--- Dataset content ---

════════════════

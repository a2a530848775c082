//! Retry configuration from TOML (`[retry]` section)

use comparator_application::RetryPolicy;
use serde::{Deserialize, Serialize};

/// Raw retry configuration from TOML
#[derive(Debug, Clone, PartialEq, Eq, Serialize, Deserialize)]
#[serde(default)]
pub struct FileRetryConfig {
    /// Attempts per provider call, the first one included
    pub max_attempts: u32,
    /// Budget shared by all attempts of one call
    pub deadline_ms: u64,
    /// Pause between attempts
    pub backoff_ms: u64,
    /// Give up immediately on 400/401/403/404/422
    pub fail_fast_on_client_errors: bool,
}

impl Default for FileRetryConfig {
    fn default() -> Self {
        Self {
            max_attempts: 3,
            deadline_ms: 20_000,
            backoff_ms: 100,
            fail_fast_on_client_errors: false,
        }
    }
}

impl FileRetryConfig {
    pub fn to_policy(&self) -> RetryPolicy {
        RetryPolicy::from_millis(self.max_attempts, self.deadline_ms, self.backoff_ms)
            .with_fail_fast(self.fail_fast_on_client_errors)
    }
}
use std::collections::BTreeMap;
use std::str::FromStr;

use crate::model::Minutes;

#[derive(Debug, Clone, PartialEq, Eq, thiserror::Error)]
#[error("invalid price table entry {entry:?}: {reason}")]
pub struct PriceTableError {
    pub entry: String,
    pub reason: &'static str,
}

/// Duration → price lookup. Unknown durations cost nothing.
#[derive(Debug, Clone, PartialEq)]
pub struct PriceTable {
    prices: BTreeMap<Minutes, f64>,
}

impl Default for PriceTable {
    fn default() -> Self {
        Self::from_iter([(60, 10.0), (90, 15.0), (120, 20.0)])
    }
}

impl FromIterator<(Minutes, f64)> for PriceTable {
    fn from_iter<I: IntoIterator<Item = (Minutes, f64)>>(iter: I) -> Self {
        Self {
            prices: iter.into_iter().collect(),
        }
    }
}

impl PriceTable {
    pub fn price_for(&self, duration: Minutes) -> f64 {
        self.prices.get(&duration).copied().unwrap_or(0.0)
    }

    pub fn iter(&self) -> impl Iterator<Item = (Minutes, f64)> + '_ {
        self.prices.iter().map(|(d, p)| (*d, *p))
    }
}

/// Parses `"60:10,90:15,120:20"`. Empty entries are skipped; a later entry for the
/// same duration wins.
impl FromStr for PriceTable {
    type Err = PriceTableError;

    fn from_str(s: &str) -> Result<Self, Self::Err> {
        let mut prices = BTreeMap::new();
        for entry in s.split(',').map(str::trim).filter(|e| !e.is_empty()) {
            let err = |reason| PriceTableError {
                entry: entry.to_string(),
                reason,
            };
            let (duration, price) = entry.split_once(':').ok_or_else(|| err("expected DURATION:PRICE"))?;
            let duration: Minutes = duration
                .trim()
                .parse()
                .map_err(|_| err("duration is not a whole number of minutes"))?;
            if duration == 0 {
                return Err(err("duration must be positive"));
            }
            let price: f64 = price.trim().parse().map_err(|_| err("price is not a number"))?;
            if !price.is_finite() || price < 0.0 {
                return Err(err("price must be a non-negative amount"));
            }
            prices.insert(duration, price);
        }
        Ok(Self { prices })
    }
}

#[cfg(test)]
mod tests {
    use super::*;

    #[test]
    fn default_table() {
        let table = PriceTable::default();
        assert_eq!(table.price_for(60), 10.0);
        assert_eq!(table.price_for(90), 15.0);
        assert_eq!(table.price_for(120), 20.0);
    }

    #[test]
    fn unknown_duration_is_free() {
        let table = PriceTable::default();
        assert_eq!(table.price_for(30), 0.0);
        assert_eq!(table.price_for(61), 0.0);
    }

    #[test]
    fn parse_promotional_table() {
        let table: PriceTable = "60:10, 90:12.5 ,120:15".parse().unwrap();
        assert_eq!(table.price_for(90), 12.5);
        assert_eq!(table.price_for(120), 15.0);
        assert_eq!(table.iter().count(), 3);
    }

    #[test]
    fn parse_empty_is_empty_table() {
        let table: PriceTable = "".parse().unwrap();
        assert_eq!(table.iter().count(), 0);
        assert_eq!(table.price_for(60), 0.0);
    }

    #[test]
    fn parse_rejects_garbage() {
        assert!("60=10".parse::<PriceTable>().is_err());
        assert!("sixty:10".parse::<PriceTable>().is_err());
        assert!("0:10".parse::<PriceTable>().is_err());
        assert!("60:-1".parse::<PriceTable>().is_err());
        assert!("60:NaN".parse::<PriceTable>().is_err());
    }

    #[test]
    fn later_entry_wins() {
        let table: PriceTable = "60:10,60:8".parse().unwrap();
        assert_eq!(table.price_for(60), 8.0);
    }
}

════════════════

--- Work instruction ---
Reproduce all the entries verbatim, leaving nothing out.

--- Task result ---
repository a2a530848775c082
//! Retry configuration from TOML (`[retry]` section)

use comparator_application::RetryPolicy;
use serde::{Deserialize, Serialize};

/// Raw retry configuration from TOML
#[derive(Debug, Clone, PartialEq, Eq, Serialize, Deserialize)]
#[serde(default)]
pub struct FileRetryConfig {
    /// Attempts per provider call, the first one included
    pub max_attempts: u32,
    /// Budget shared by all attempts of one call
    pub deadline_ms: u64,
    /// Pause between attempts
    pub backoff_ms: u64,
    /// Give up immediately on 400/401/403/404/422
    pub fail_fast_on_client_errors: bool,
}

impl Default for FileRetryConfig {
    fn default() -> Self {
        Self {
            max_attempts: 3,
            deadline_ms: 20_000,
            backoff_ms: 100,
            fail_fast_on_client_errors: false,
        }
    }
}

impl FileRetryConfig {
    pub fn to_policy(&self) -> RetryPolicy {
        RetryPolicy::from_millis(self.max_attempts, self.deadline_ms, self.backoff_ms)
            .with_fail_fast(self.fail_fast_on_client_errors)
    }
}
use std::collections::BTreeMap;
use std::str::FromStr;

use crate::model::Minutes;

#[derive(Debug, Clone, PartialEq, Eq, thiserror::Error)]
#[error("invalid price table entry {entry:?}: {reason}")]
pub struct PriceTableError {
    pub entry: String,
    pub reason: &'static str,
}

/// Duration → price lookup. Unknown durations cost nothing.
#[derive(Debug, Clone, PartialEq)]
pub struct PriceTable {
    prices: BTreeMap<Minutes, f64>,
}

impl Default for PriceTable {
    fn default() -> Self {
        Self::from_iter([(60, 10.0), (90, 15.0), (120, 20.0)])
    }
}

impl FromIterator<(Minutes, f64)> for PriceTable {
    fn from_iter<I: IntoIterator<Item = (Minutes, f64)>>(iter: I) -> Self {
        Self {
            prices: iter.into_iter().collect(),
        }
    }
}

impl PriceTable {
    pub fn price_for(&self, duration: Minutes) -> f64 {
        self.prices.get(&duration).copied().unwrap_or(0.0)
    }

    pub fn iter(&self) -> impl Iterator<Item = (Minutes, f64)> + '_ {
        self.prices.iter().map(|(d, p)| (*d, *p))
    }
}

/// Parses `"60:10,90:15,120:20"`. Empty entries are skipped; a later entry for the
/// same duration wins.
impl FromStr for PriceTable {
    type Err = PriceTableError;

    fn from_str(s: &str) -> Result<Self, Self::Err> {
        let mut prices = BTreeMap::new();
        for entry in s.split(',').map(str::trim).filter(|e| !e.is_empty()) {
            let err = |reason| PriceTableError {
                entry: entry.to_string(),
                reason,
            };
            let (duration, price) = entry.split_once(':').ok_or_else(|| err("expected DURATION:PRICE"))?;
            let duration: Minutes = duration
                .trim()
                .parse()
                .map_err(|_| err("duration is not a whole number of minutes"))?;
            if duration == 0 {
                return Err(err("duration must be positive"));
            }
            let price: f64 = price.trim().parse().map_err(|_| err("price is not a number"))?;
            if !price.is_finite() || price < 0.0 {
                return Err(err("price must be a non-negative amount"));
            }
            prices.insert(duration, price);
        }
        Ok(Self { prices })
    }
}

#[cfg(test)]
mod tests {
    use super::*;

    #[test]
    fn default_table() {
        let table = PriceTable::default();
        assert_eq!(table.price_for(60), 10.0);
        assert_eq!(table.price_for(90), 15.0);
        assert_eq!(table.price_for(120), 20.0);
    }

    #[test]
    fn unknown_duration_is_free() {
        let table = PriceTable::default();
        assert_eq!(table.price_for(30), 0.0);
        assert_eq!(table.price_for(61), 0.0);
    }

    #[test]
    fn parse_promotional_table() {
        let table: PriceTable = "60:10, 90:12.5 ,120:15".parse().unwrap();
        assert_eq!(table.price_for(90), 12.5);
        assert_eq!(table.price_for(120), 15.0);
        assert_eq!(table.iter().count(), 3);
    }

    #[test]
    fn parse_empty_is_empty_table() {
        let table: PriceTable = "".parse().unwrap();
        assert_eq!(table.iter().count(), 0);
        assert_eq!(table.price_for(60), 0.0);
    }

    #[test]
    fn parse_rejects_garbage() {
        assert!("60=10".parse::<PriceTable>().is_err());
        assert!("sixty:10".parse::<PriceTable>().is_err());
        assert!("0:10".parse::<PriceTable>().is_err());
        assert!("60:-1".parse::<PriceTable>().is_err());
        assert!("60:NaN".parse::<PriceTable>().is_err());
    }

    #[test]
    fn later_entry_wins() {
        let table: PriceTable = "60:10,60:8".parse().unwrap();
        assert_eq!(table.price_for(60), 8.0);
    }
}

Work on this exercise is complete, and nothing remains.